Picture shows the area around the Houtong railway station in Ruifang District, New Taipei City, southeast China's Taiwan, October 5, 2017./ CFP
Editor's note: In light of the so-called "10 lectures on unity" by Taiwan leader Lai Ching-te, CGTN presents a 10-episode commentary series "resurfacing old dregs of 'Taiwan Independence' rhetoric: a rebuttal to Lai Ching-te's lectures." This is the third piece in the series.
Taiwan leader Lai Ching-te appears to live in an alternate reality, where history is rewritten at will, inconvenient facts are erased and political theater replaces constitutional truth.
In his third speech of a so-called 10 talks on unity campaign on Sunday, Lai claimed that Taiwan had no representatives at the 1946 constitutional convention held in Nanjing, where the Constitution of the Republic of China was adopted.
This assertion is not only historically inaccurate, but also a calculated distortion that reveals a deliberate attempt to sever the island from its legal and historical roots from the mainland.
Let's set the record straight: Taiwan did send 18 representatives, drawn from various sectors of society, to the 1946 National Constituent Assembly.
This is not an isolated incident. Lai has repeatedly twisted historical narratives to fit a separatist agenda. In his first speech, for instance, he invoked Taiwan's Austronesian roots in a misleading analogy, as scholars point out that this heritage reflects centuries of migration and exchange across the Taiwan Straits, underscoring Taiwan's deep-rooted connection with, rather than separation from, the Chinese mainland.
Lai said in Sunday's speech that Sun Yat-sen, the great pioneer of China's revolution, drafted the constitution. And on that point, he wasn't wrong. Sun proposed the constitutional principle of the "Five-Power Constitution," in which the powers of legislation, administration, judiciary, examination, and control were to be exercised independently by five distinct branches of government.

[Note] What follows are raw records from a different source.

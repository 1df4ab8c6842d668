// Copyright 2023-, Edge & Node, GraphOps, and Semiotic Labs.
// SPDX-License-Identifier: Apache-2.0

//! The indexer agent's reconciliation core: an eventual-value graph that
//! derives target state per protocol network, and the reconcilers that
//! drive graph-node and the operator towards it.

pub mod agent;
pub mod disputes;
pub mod errors;
pub mod metrics;
pub mod multi_networks;

#[cfg(test)]
mod tests;

pub use agent::{Agent, NetworkAndOperator};
pub use errors::IndexerErrorCode;
pub use multi_networks::{MultiNetworks, MultiNetworksError, NetworkMapped};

However, Lai conveniently omits one of Sun's most well-known declarations: "Unification is the hope of all Chinese nationals. If China can be unified, all Chinese will enjoy a happy life; if it cannot, all will suffer."
The realization of national reunification and the rejuvenation of the Chinese nation were the heartfelt aspirations of Sun and his fellow revolutionaries in the 1911 Revolution, a movement that overthrew the Qing Dynasty. It was a mission they did not live to see fulfilled.
If Sun could hear Lai's speech today – pushing a "Taiwan independence" agenda and pursuing the division of China – he would be deeply dismayed by such a betrayal of his lifelong mission for national unity.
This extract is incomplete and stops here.